Haben Sie sich schon einmal gefragt, warum das Baden oben ohne für Frauen in Frankreich selbstverständlicher ist als anderswo? Die Antwort liegt in der Geschichte der Brust. Und diese wurde in Frankreich durch Marianne, die barbusige Freiheitskämpferin der französischen Revolution mit so viel Freiheit aufgeladen, dass dies bis heute auf die Badekultur durchschlägt.
Die entblösste weibliche Brust wurde damals zum Freiheitssymbol, das bis heute in Frankreich auch als solches verstanden wird. Auch anderswo entledigten sich die Feministinnen zu Beginn des 20 Jahrhunderts als erstes des Korsetts und in den 1970er Jahren verbrannten feministische Frauen sogar ihre Büstenhalter als Zeichen ihrer Befreiung. Auch die Femen, eine Gruppe von ukrainischen Frauen, die vor einigen Jahren mit nacktem Busen für Frauenrechte und gegen Putin demonstrierten, bezogen sich auf diese Tradition.

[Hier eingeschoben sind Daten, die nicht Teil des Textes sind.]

//! Query endpoint handler for message history.

use axum::extract::State;
use axum::Json;

use relay_core::store::MessageStore;
use relay_types::message::Message;

use crate::http::error::AppError;
use crate::state::AppState;

/// GET /getMessages (and /api/v1/messages) - Every stored message in
/// store order.
///
/// Reads the store directly; live connections and the broadcast loop are
/// not involved.
pub async fn list_messages(State(state): State<AppState>) -> Result<Json<Vec<Message>>, AppError> {
    let messages = state.store.list_all().await?;
    tracing::debug!(count = messages.len(), "served message history");
    Ok(Json(messages))
}
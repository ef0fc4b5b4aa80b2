//! Configuration types for the relay.
//!
//! `RelayConfig` represents the top-level `config.toml`. Every field has a
//! default except the PostgreSQL connection parameters, which must all be
//! present when that backend is selected.

use std::fmt;
use std::path::PathBuf;
use std::time::Duration;

use serde::{Deserialize, Serialize};

use crate::error::ConfigError;

/// Top-level relay configuration.
#[derive(Debug, Clone, Default, PartialEq, Serialize, Deserialize)]
pub struct RelayConfig {
    #[serde(default)]
    pub server: ServerConfig,

    #[serde(default)]
    pub hub: HubConfig,

    #[serde(default)]
    pub database: DatabaseConfig,
}

impl RelayConfig {
    /// Reject configurations that would start a broken relay.
    pub fn validate(&self) -> Result<(), ConfigError> {
        if self.hub.delivery_capacity == 0 {
            return Err(ConfigError::Invalid(
                "hub.delivery_capacity must be greater than zero".to_string(),
            ));
        }
        if self.hub.outbound_capacity == 0 {
            return Err(ConfigError::Invalid(
                "hub.outbound_capacity must be greater than zero".to_string(),
            ));
        }
        if let DatabaseConfig::Postgres(pg) = &self.database {
            pg.validate()?;
        }
        Ok(())
    }
}

/// Listener address.
#[derive(Debug, Clone, PartialEq, Serialize, Deserialize)]
pub struct ServerConfig {
    #[serde(default = "default_host")]
    pub host: String,

    #[serde(default = "default_port")]
    pub port: u16,
}

fn default_host() -> String {
    "0.0.0.0".to_string()
}

fn default_port() -> u16 {
    8080
}

impl Default for ServerConfig {
    fn default() -> Self {
        Self {
            host: default_host(),
            port: default_port(),
        }
    }
}

/// Queue sizes and store timeout for the hub.
#[derive(Debug, Clone, PartialEq, Serialize, Deserialize)]
pub struct HubConfig {
    /// Capacity of the single delivery queue feeding the broadcast loop.
    /// When full, `Hub::receive` waits for space.
    #[serde(default = "default_delivery_capacity")]
    pub delivery_capacity: usize,

    /// Capacity of each connection's outbound queue. A connection whose
    /// queue is full when a broadcast arrives is dropped.
    #[serde(default = "default_outbound_capacity")]
    pub outbound_capacity: usize,

    /// Upper bound on a single `save` call, in milliseconds.
    #[serde(default = "default_save_timeout_ms")]
    pub save_timeout_ms: u64,
}

fn default_delivery_capacity() -> usize {
    1024
}

fn default_outbound_capacity() -> usize {
    256
}

fn default_save_timeout_ms() -> u64 {
    5_000
}

impl HubConfig {
    pub fn save_timeout(&self) -> Duration {
        Duration::from_millis(self.save_timeout_ms)
    }
}

impl Default for HubConfig {
    fn default() -> Self {
        Self {
            delivery_capacity: default_delivery_capacity(),
            outbound_capacity: default_outbound_capacity(),
            save_timeout_ms: default_save_timeout_ms(),
        }
    }
}

/// Storage backend selection.
#[derive(Debug, Clone, PartialEq, Serialize, Deserialize)]
#[serde(tag = "backend", rename_all = "snake_case")]
pub enum DatabaseConfig {
    /// Embedded SQLite file. `path` defaults to `<data_dir>/relay.db`.
    Sqlite {
        #[serde(default)]
        path: Option<PathBuf>,
    },
    /// External PostgreSQL server.
    Postgres(PostgresSettings),
}

impl Default for DatabaseConfig {
    fn default() -> Self {
        DatabaseConfig::Sqlite { path: None }
    }
}

/// PostgreSQL connection parameters. All five are required.
#[derive(Clone, PartialEq, Serialize, Deserialize)]
pub struct PostgresSettings {
    pub host: String,
    pub port: u16,
    pub user: String,
    pub password: String,
    pub name: String,
}

impl PostgresSettings {
    pub fn validate(&self) -> Result<(), ConfigError> {
        if self.host.is_empty() {
            return Err(ConfigError::MissingParameter("database.host"));
        }
        if self.user.is_empty() {
            return Err(ConfigError::MissingParameter("database.user"));
        }
        if self.name.is_empty() {
            return Err(ConfigError::MissingParameter("database.name"));
        }
        if self.port == 0 {
            return Err(ConfigError::Invalid("database.port must be non-zero".to_string()));
        }
        Ok(())
    }
}

impl fmt::Debug for PostgresSettings {
    fn fmt(&self, f: &mut fmt::Formatter<'_>) -> fmt::Result {
        f.debug_struct("PostgresSettings")
            .field("host", &self.host)
            .field("port", &self.port)
            .field("user", &self.user)
            .field("password", &"<redacted>")
            .field("name", &self.name)
            .finish()
    }
}
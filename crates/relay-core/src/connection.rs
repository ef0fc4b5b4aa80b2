//! Per-client connection lifecycle.
//!
//! A connection is a [`ConnectionHandle`] in the hub's registry plus two
//! loops driven by [`serve_connection`]:
//!
//! - **Read loop** (inline, on the accepting task): decodes one message per
//!   frame and hands it verbatim to [`Hub::receive`]. The first read error,
//!   the peer closing, or the hub closing the handle ends it.
//! - **Write loop** (spawned): drains the connection's outbound queue into
//!   the transport. The first write error unregisters the connection.
//!
//! Lifecycle is `Connecting -> Active -> Closed`; `Closed` is terminal and
//! there is no resumption.

use std::fmt;
use std::future::Future;
use std::sync::Arc;

use relay_types::connection::ConnectionId;
use relay_types::error::ConnectionError;
use relay_types::message::Message;
use tokio::sync::mpsc;
use tokio_util::sync::CancellationToken;
use tracing::{debug, info, warn};

use crate::hub::Hub;
use crate::store::MessageStore;

/// Inbound half of a client transport.
///
/// `next_message` must be cancel-safe: the read loop races it against the
/// connection being closed.
pub trait FrameReader: Send {
    /// The next decoded message, an error for a malformed frame or broken
    /// transport, or `None` once the peer has closed.
    fn next_message(
        &mut self,
    ) -> impl Future<Output = Option<Result<Message, ConnectionError>>> + Send;
}

/// Outbound half of a client transport.
pub trait FrameWriter: Send + 'static {
    fn write(&mut self, msg: &Message) -> impl Future<Output = Result<(), ConnectionError>> + Send;

    /// Close the underlying transport. Errors are ignored.
    fn close(&mut self) -> impl Future<Output = ()> + Send;
}

/// Registry entry for one live connection.
///
/// Cloning shares the same outbound queue and close signal.
#[derive(Debug, Clone)]
pub struct ConnectionHandle {
    id: ConnectionId,
    outbound: mpsc::Sender<Arc<Message>>,
    cancel: CancellationToken,
}

/// Receiving side of a connection's outbound queue, owned by its write loop.
#[derive(Debug)]
pub struct Outbound {
    receiver: mpsc::Receiver<Arc<Message>>,
    cancel: CancellationToken,
}

impl ConnectionHandle {
    /// Create a handle with an outbound queue holding `capacity` messages.
    pub fn new(capacity: usize) -> (Self, Outbound) {
        let (tx, rx) = mpsc::channel(capacity);
        let cancel = CancellationToken::new();
        let handle = Self {
            id: ConnectionId::new(),
            outbound: tx,
            cancel: cancel.clone(),
        };
        (handle, Outbound { receiver: rx, cancel })
    }

    pub fn id(&self) -> ConnectionId {
        self.id
    }

    /// Queue a message for this client without waiting.
    ///
    /// # Errors
    ///
    /// [`ConnectionError::SlowConsumer`] if the outbound queue is full,
    /// [`ConnectionError::Closed`] if the connection is closed. Either is
    /// terminal for the connection.
    pub fn send(&self, msg: &Arc<Message>) -> Result<(), ConnectionError> {
        if self.cancel.is_cancelled() {
            return Err(ConnectionError::Closed);
        }
        self.outbound
            .try_send(Arc::clone(msg))
            .map_err(|err| match err {
                mpsc::error::TrySendError::Full(_) => ConnectionError::SlowConsumer,
                mpsc::error::TrySendError::Closed(_) => ConnectionError::Closed,
            })
    }

    /// Signal both loops to stop. Idempotent.
    pub fn close(&self) {
        self.cancel.cancel();
    }

    pub fn is_closed(&self) -> bool {
        self.cancel.is_cancelled()
    }

    /// Resolves once the connection has been closed.
    pub async fn closed(&self) {
        self.cancel.cancelled().await;
    }
}

impl Outbound {
    /// Next queued message, or `None` once every handle has been dropped and
    /// the queue is drained.
    pub async fn recv(&mut self) -> Option<Arc<Message>> {
        self.receiver.recv().await
    }
}

/// Why a connection's read loop ended.
#[derive(Debug)]
pub enum Disconnect {
    /// The peer closed the transport.
    PeerClosed,
    /// A frame failed to decode or the transport failed.
    ReadFailed(ConnectionError),
    /// The hub closed the connection (failed send or shutdown).
    Closed,
    /// The broadcast loop is no longer running.
    HubStopped,
}

impl fmt::Display for Disconnect {
    fn fmt(&self, f: &mut fmt::Formatter<'_>) -> fmt::Result {
        match self {
            Disconnect::PeerClosed => write!(f, "peer closed"),
            Disconnect::ReadFailed(err) => write!(f, "read failed: {err}"),
            Disconnect::Closed => write!(f, "closed by hub"),
            Disconnect::HubStopped => write!(f, "hub stopped"),
        }
    }
}

/// Serve one accepted client for its whole lifetime.
///
/// Registers the connection, spawns its write loop, and runs the read loop
/// on the calling task. On return the connection is unregistered and its
/// transport closed.
pub async fn serve_connection<S, R, W>(hub: Arc<Hub<S>>, mut reader: R, writer: W) -> Disconnect
where
    S: MessageStore,
    R: FrameReader,
    W: FrameWriter,
{
    let (handle, outbound) = ConnectionHandle::new(hub.outbound_capacity());
    let id = handle.id();
    hub.register(handle.clone());

    let write_task = tokio::spawn(write_loop(Arc::clone(&hub), id, outbound, writer));

    let reason = read_loop(&hub, &handle, &mut reader).await;

    hub.unregister(&id);
    if let Err(err) = write_task.await {
        warn!(connection_id = %id, error = %err, "write loop panicked");
    }

    info!(connection_id = %id, reason = %reason, "client disconnected");
    reason
}

async fn read_loop<S, R>(hub: &Hub<S>, handle: &ConnectionHandle, reader: &mut R) -> Disconnect
where
    S: MessageStore,
    R: FrameReader,
{
    loop {
        let next = tokio::select! {
            biased;
            _ = handle.closed() => return Disconnect::Closed,
            next = reader.next_message() => next,
        };

        let msg = match next {
            Some(Ok(msg)) => msg,
            Some(Err(err)) => {
                warn!(connection_id = %handle.id(), error = %err, "read error");
                return Disconnect::ReadFailed(err);
            }
            None => return Disconnect::PeerClosed,
        };

        debug!(
            connection_id = %handle.id(),
            message_type = %msg.message_type,
            sender_id = %msg.sender_id,
            "message received"
        );

        if hub.receive(msg).await.is_err() {
            return Disconnect::HubStopped;
        }
    }
}

async fn write_loop<S, W>(hub: Arc<Hub<S>>, id: ConnectionId, mut outbound: Outbound, mut writer: W)
where
    S: MessageStore,
    W: FrameWriter,
{
    loop {
        let next = tokio::select! {
            biased;
            _ = outbound.cancel.cancelled() => break,
            next = outbound.receiver.recv() => next,
        };

        let Some(msg) = next else { break };

        // A peer that stopped reading can leave the write pending forever.
        let written = tokio::select! {
            biased;
            _ = outbound.cancel.cancelled() => break,
            written = writer.write(&msg) => written,
        };

        if let Err(err) = written {
            warn!(connection_id = %id, error = %err, "write error");
            hub.unregister(&id);
            break;
        }
    }

    writer.close().await;
}

// ---------------------------------------------------------------------------
// Tests
// ---------------------------------------------------------------------------
//! SQLite storage layer.
//!
//! The default message store, backed by SQLite with WAL mode and split
//! read/write connection pools.

pub mod message;
pub mod pool;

In der weiblichen Brust steckt aber noch viel mehr, sie ist anfällig für allerhand Phantasien. Die Kunstgeschichte zeigt eine Bandbreite, die von Venusdarstellungen bis zum Pin-up und zurück reicht. Die weibliche Brust wurde im 20. Jahrhundert auch zum Symbol des Natürlichen. Nach dem zweiten Weltkrieg stellte die Stillpropaganda sicher, dass Frauen auf modernere Formen der Kinderernährung verzichteten und das Stillen durch die Mutter zur Norm und Pflicht wurde. Etwas, was im 19. Jahrhundert und zuvor undenkbar gewesen war. An der Brust ist die Geschlechterungleichheit bis heute bestens ablesbar. Die Brust der Männer und der Frauen wird total unterschiedlich behandelt, obwohl dank des verbreiteten Übergewichts heute auch viele Männer mit viel Fettgewebe unterlegte Brüste haben. Während aber Männer im Sommer immer noch unbekümmert "oben ohne" herumlaufen dürfen, ist dies bei Frauen heute noch keine Selbstverständlichkeit, denn weibliche Brüste sind immer noch viel stärker sexuell aufgeladen.
Anja Zimmermann führt in ihrem Buch mit dem schlichten Titel BRUST quer durch die Kulturgeschichte der weiblichen Brust dabei fördert sie immer wieder erstaunliches zu Tage. Eine anregende und lohnenswerte Lektüre über die Aufladung eines Körperteils, das endlich einen neuen Umgang verdient hätte.